(Collected data)
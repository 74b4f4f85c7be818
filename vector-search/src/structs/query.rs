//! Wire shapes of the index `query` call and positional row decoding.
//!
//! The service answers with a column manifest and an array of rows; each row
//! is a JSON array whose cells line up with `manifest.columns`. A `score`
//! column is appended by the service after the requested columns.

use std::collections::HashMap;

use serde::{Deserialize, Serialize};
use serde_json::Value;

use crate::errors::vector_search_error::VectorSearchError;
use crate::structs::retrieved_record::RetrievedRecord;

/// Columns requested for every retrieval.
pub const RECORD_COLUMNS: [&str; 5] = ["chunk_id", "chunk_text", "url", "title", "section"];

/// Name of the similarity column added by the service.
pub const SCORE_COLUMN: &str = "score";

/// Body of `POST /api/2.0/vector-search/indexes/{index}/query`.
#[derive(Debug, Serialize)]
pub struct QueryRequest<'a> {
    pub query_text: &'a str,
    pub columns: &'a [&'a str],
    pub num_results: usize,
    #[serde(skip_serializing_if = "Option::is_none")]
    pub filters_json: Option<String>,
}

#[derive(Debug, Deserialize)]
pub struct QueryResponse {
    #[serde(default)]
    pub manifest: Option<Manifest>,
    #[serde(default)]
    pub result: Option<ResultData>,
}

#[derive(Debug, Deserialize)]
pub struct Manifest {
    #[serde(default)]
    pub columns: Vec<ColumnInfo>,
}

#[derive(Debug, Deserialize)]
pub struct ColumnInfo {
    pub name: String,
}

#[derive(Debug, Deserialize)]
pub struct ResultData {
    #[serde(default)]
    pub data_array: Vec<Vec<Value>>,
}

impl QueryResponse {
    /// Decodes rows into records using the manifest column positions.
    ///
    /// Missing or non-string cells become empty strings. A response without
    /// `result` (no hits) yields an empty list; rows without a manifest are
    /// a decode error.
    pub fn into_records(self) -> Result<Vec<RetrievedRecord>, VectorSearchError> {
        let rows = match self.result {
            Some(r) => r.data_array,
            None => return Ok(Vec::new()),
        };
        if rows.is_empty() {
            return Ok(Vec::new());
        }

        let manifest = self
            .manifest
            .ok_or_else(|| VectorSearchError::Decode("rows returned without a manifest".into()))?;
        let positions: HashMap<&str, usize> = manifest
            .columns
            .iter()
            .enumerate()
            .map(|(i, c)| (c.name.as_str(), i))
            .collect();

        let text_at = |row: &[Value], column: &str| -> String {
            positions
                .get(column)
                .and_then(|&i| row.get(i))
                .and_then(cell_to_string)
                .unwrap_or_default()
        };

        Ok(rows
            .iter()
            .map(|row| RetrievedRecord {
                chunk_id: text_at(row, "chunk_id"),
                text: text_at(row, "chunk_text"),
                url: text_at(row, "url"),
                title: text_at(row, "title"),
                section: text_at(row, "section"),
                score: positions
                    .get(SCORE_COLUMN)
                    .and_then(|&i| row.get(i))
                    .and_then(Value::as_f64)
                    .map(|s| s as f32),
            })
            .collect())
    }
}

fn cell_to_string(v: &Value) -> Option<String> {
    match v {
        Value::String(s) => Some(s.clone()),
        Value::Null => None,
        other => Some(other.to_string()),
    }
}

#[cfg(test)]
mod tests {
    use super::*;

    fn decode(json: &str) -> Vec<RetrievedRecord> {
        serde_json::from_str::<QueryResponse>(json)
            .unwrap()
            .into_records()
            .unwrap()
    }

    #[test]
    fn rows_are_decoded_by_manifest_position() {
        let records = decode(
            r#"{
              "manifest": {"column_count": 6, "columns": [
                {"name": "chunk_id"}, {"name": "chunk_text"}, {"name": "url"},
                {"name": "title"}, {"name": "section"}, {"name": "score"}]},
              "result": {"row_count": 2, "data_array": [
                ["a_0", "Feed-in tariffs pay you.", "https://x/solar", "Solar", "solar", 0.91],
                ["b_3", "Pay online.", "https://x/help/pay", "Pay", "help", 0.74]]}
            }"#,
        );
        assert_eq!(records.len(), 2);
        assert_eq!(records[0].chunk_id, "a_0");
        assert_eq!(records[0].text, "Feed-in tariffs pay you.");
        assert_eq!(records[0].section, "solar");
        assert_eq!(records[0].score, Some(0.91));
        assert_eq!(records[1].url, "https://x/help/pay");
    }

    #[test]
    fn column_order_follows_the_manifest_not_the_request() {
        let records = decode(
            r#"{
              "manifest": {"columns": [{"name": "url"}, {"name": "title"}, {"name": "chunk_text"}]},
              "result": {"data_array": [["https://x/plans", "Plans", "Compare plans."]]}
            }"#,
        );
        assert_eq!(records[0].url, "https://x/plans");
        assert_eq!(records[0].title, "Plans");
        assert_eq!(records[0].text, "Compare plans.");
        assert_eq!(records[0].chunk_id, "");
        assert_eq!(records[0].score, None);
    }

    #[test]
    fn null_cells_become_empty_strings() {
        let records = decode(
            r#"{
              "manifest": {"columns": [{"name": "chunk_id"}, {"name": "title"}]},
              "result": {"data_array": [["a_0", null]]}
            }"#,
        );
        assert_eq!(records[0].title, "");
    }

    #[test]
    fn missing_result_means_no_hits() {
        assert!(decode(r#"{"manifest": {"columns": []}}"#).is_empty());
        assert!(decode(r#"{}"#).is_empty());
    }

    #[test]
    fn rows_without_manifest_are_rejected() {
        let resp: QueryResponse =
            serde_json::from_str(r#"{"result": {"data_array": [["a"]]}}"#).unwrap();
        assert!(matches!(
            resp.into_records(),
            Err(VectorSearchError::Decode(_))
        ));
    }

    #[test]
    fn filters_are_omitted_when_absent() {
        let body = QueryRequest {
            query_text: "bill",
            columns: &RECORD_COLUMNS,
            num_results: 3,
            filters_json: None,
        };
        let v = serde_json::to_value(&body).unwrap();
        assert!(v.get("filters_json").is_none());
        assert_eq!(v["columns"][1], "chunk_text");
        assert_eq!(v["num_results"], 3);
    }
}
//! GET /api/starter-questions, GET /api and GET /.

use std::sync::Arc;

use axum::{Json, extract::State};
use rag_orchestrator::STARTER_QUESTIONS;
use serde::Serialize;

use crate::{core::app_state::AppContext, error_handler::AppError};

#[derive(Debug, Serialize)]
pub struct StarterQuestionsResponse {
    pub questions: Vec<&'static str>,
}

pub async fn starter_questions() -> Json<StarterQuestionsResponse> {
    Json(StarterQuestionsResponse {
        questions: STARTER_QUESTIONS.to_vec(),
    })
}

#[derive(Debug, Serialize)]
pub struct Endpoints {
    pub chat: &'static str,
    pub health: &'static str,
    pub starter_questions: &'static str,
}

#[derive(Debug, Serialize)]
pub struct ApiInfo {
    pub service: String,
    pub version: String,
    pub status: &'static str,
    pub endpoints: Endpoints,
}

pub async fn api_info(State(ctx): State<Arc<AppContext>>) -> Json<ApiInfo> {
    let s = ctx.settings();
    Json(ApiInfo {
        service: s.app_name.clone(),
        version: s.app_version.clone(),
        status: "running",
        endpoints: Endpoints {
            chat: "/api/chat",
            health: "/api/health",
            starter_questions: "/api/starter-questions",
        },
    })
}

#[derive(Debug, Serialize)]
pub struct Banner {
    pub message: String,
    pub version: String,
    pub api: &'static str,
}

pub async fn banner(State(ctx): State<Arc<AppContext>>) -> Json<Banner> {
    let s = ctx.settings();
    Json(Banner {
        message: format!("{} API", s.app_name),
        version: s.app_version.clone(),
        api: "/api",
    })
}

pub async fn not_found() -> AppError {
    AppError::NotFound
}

**REQUIRED WORK:** Each record must be returned in full and exactly.

**WRITTEN RESPONSE:**
repository 74b4f4f85c7be818
filename vector-search/src/structs/query.rs
//! Wire shapes of the index `query` call and positional row decoding.
//!
//! The service answers with a column manifest and an array of rows; each row
//! is a JSON array whose cells line up with `manifest.columns`. A `score`
//! column is appended by the service after the requested columns.

use std::collections::HashMap;

use serde::{Deserialize, Serialize};
use serde_json::Value;

use crate::errors::vector_search_error::VectorSearchError;
use crate::structs::retrieved_record::RetrievedRecord;

/// Columns requested for every retrieval.
pub const RECORD_COLUMNS: [&str; 5] = ["chunk_id", "chunk_text", "url", "title", "section"];

/// Name of the similarity column added by the service.
pub const SCORE_COLUMN: &str = "score";

/// Body of `POST /api/2.0/vector-search/indexes/{index}/query`.
#[derive(Debug, Serialize)]
pub struct QueryRequest<'a> {
    pub query_text: &'a str,
    pub columns: &'a [&'a str],
    pub num_results: usize,
    #[serde(skip_serializing_if = "Option::is_none")]
    pub filters_json: Option<String>,
}

#[derive(Debug, Deserialize)]
pub struct QueryResponse {
    #[serde(default)]
    pub manifest: Option<Manifest>,
    #[serde(default)]
    pub result: Option<ResultData>,
}

#[derive(Debug, Deserialize)]
pub struct Manifest {
    #[serde(default)]
    pub columns: Vec<ColumnInfo>,
}

#[derive(Debug, Deserialize)]
pub struct ColumnInfo {
    pub name: String,
}

#[derive(Debug, Deserialize)]
pub struct ResultData {
    #[serde(default)]
    pub data_array: Vec<Vec<Value>>,
}

impl QueryResponse {
    /// Decodes rows into records using the manifest column positions.
    ///
    /// Missing or non-string cells become empty strings. A response without
    /// `result` (no hits) yields an empty list; rows without a manifest are
    /// a decode error.
    pub fn into_records(self) -> Result<Vec<RetrievedRecord>, VectorSearchError> {
        let rows = match self.result {
            Some(r) => r.data_array,
            None => return Ok(Vec::new()),
        };
        if rows.is_empty() {
            return Ok(Vec::new());
        }

        let manifest = self
            .manifest
            .ok_or_else(|| VectorSearchError::Decode("rows returned without a manifest".into()))?;
        let positions: HashMap<&str, usize> = manifest
            .columns
            .iter()
            .enumerate()
            .map(|(i, c)| (c.name.as_str(), i))
            .collect();

        let text_at = |row: &[Value], column: &str| -> String {
            positions
                .get(column)
                .and_then(|&i| row.get(i))
                .and_then(cell_to_string)
                .unwrap_or_default()
        };

        Ok(rows
            .iter()
            .map(|row| RetrievedRecord {
                chunk_id: text_at(row, "chunk_id"),
                text: text_at(row, "chunk_text"),
                url: text_at(row, "url"),
                title: text_at(row, "title"),
                section: text_at(row, "section"),
                score: positions
                    .get(SCORE_COLUMN)
                    .and_then(|&i| row.get(i))
                    .and_then(Value::as_f64)
                    .map(|s| s as f32),
            })
            .collect())
    }
}

fn cell_to_string(v: &Value) -> Option<String> {
    match v {
        Value::String(s) => Some(s.clone()),
        Value::Null => None,
        other => Some(other.to_string()),
    }
}

#[cfg(test)]
mod tests {
    use super::*;

    fn decode(json: &str) -> Vec<RetrievedRecord> {
        serde_json::from_str::<QueryResponse>(json)
            .unwrap()
            .into_records()
            .unwrap()
    }

    #[test]
    fn rows_are_decoded_by_manifest_position() {
        let records = decode(
            r#"{
              "manifest": {"column_count": 6, "columns": [
                {"name": "chunk_id"}, {"name": "chunk_text"}, {"name": "url"},
                {"name": "title"}, {"name": "section"}, {"name": "score"}]},
              "result": {"row_count": 2, "data_array": [
                ["a_0", "Feed-in tariffs pay you.", "https://x/solar", "Solar", "solar", 0.91],
                ["b_3", "Pay online.", "https://x/help/pay", "Pay", "help", 0.74]]}
            }"#,
        );
        assert_eq!(records.len(), 2);
        assert_eq!(records[0].chunk_id, "a_0");
        assert_eq!(records[0].text, "Feed-in tariffs pay you.");
        assert_eq!(records[0].section, "solar");
        assert_eq!(records[0].score, Some(0.91));
        assert_eq!(records[1].url, "https://x/help/pay");
    }

    #[test]
    fn column_order_follows_the_manifest_not_the_request() {
        let records = decode(
            r#"{
              "manifest": {"columns": [{"name": "url"}, {"name": "title"}, {"name": "chunk_text"}]},
              "result": {"data_array": [["https://x/plans", "Plans", "Compare plans."]]}
            }"#,
        );
        assert_eq!(records[0].url, "https://x/plans");
        assert_eq!(records[0].title, "Plans");
        assert_eq!(records[0].text, "Compare plans.");
        assert_eq!(records[0].chunk_id, "");
        assert_eq!(records[0].score, None);
    }

    #[test]
    fn null_cells_become_empty_strings() {
        let records = decode(
            r#"{
              "manifest": {"columns": [{"name": "chunk_id"}, {"name": "title"}]},
              "result": {"data_array": [["a_0", null]]}
            }"#,
        );
        assert_eq!(records[0].title, "");
    }

    #[test]
    fn missing_result_means_no_hits() {
        assert!(decode(r#"{"manifest": {"columns": []}}"#).is_empty());
        assert!(decode(r#"{}"#).is_empty());
    }

    #[test]
    fn rows_without_manifest_are_rejected() {
        let resp: QueryResponse =
            serde_json::from_str(r#"{"result": {"data_array": [["a"]]}}"#).unwrap();
        assert!(matches!(
            resp.into_records(),
            Err(VectorSearchError::Decode(_))
        ));
    }

    #[test]
    fn filters_are_omitted_when_absent() {
        let body = QueryRequest {
            query_text: "bill",
            columns: &RECORD_COLUMNS,
            num_results: 3,
            filters_json: None,
        };
        let v = serde_json::to_value(&body).unwrap();
        assert!(v.get("filters_json").is_none());
        assert_eq!(v["columns"][1], "chunk_text");
        assert_eq!(v["num_results"], 3);
    }
}
//! GET /api/starter-questions, GET /api and GET /.

use std::sync::Arc;

use axum::{Json, extract::State};
use rag_orchestrator::STARTER_QUESTIONS;
use serde::Serialize;

use crate::{core::app_state::AppContext, error_handler::AppError};

#[derive(Debug, Serialize)]
pub struct StarterQuestionsResponse {
    pub questions: Vec<&'static str>,
}

pub async fn starter_questions() -> Json<StarterQuestionsResponse> {
    Json(StarterQuestionsResponse {
        questions: STARTER_QUESTIONS.to_vec(),
    })
}

#[derive(Debug, Serialize)]
pub struct Endpoints {
    pub chat: &'static str,
    pub health: &'static str,
    pub starter_questions: &'static str,
}

#[derive(Debug, Serialize)]
pub struct ApiInfo {
    pub service: String,
    pub version: String,
    pub status: &'static str,
    pub endpoints: Endpoints,
}

pub async fn api_info(State(ctx): State<Arc<AppContext>>) -> Json<ApiInfo> {
    let s = ctx.settings();
    Json(ApiInfo {
        service: s.app_name.clone(),
        version: s.app_version.clone(),
        status: "running",
        endpoints: Endpoints {
            chat: "/api/chat",
            health: "/api/health",
            starter_questions: "/api/starter-questions",
        },
    })
}

#[derive(Debug, Serialize)]
pub struct Banner {
    pub message: String,
    pub version: String,
    pub api: &'static str,
}

pub async fn banner(State(ctx): State<Arc<AppContext>>) -> Json<Banner> {
    let s = ctx.settings();
    Json(Banner {
        message: format!("{} API", s.app_name),
        version: s.app_version.clone(),
        api: "/api",
    })
}

pub async fn not_found() -> AppError {
    AppError::NotFound
}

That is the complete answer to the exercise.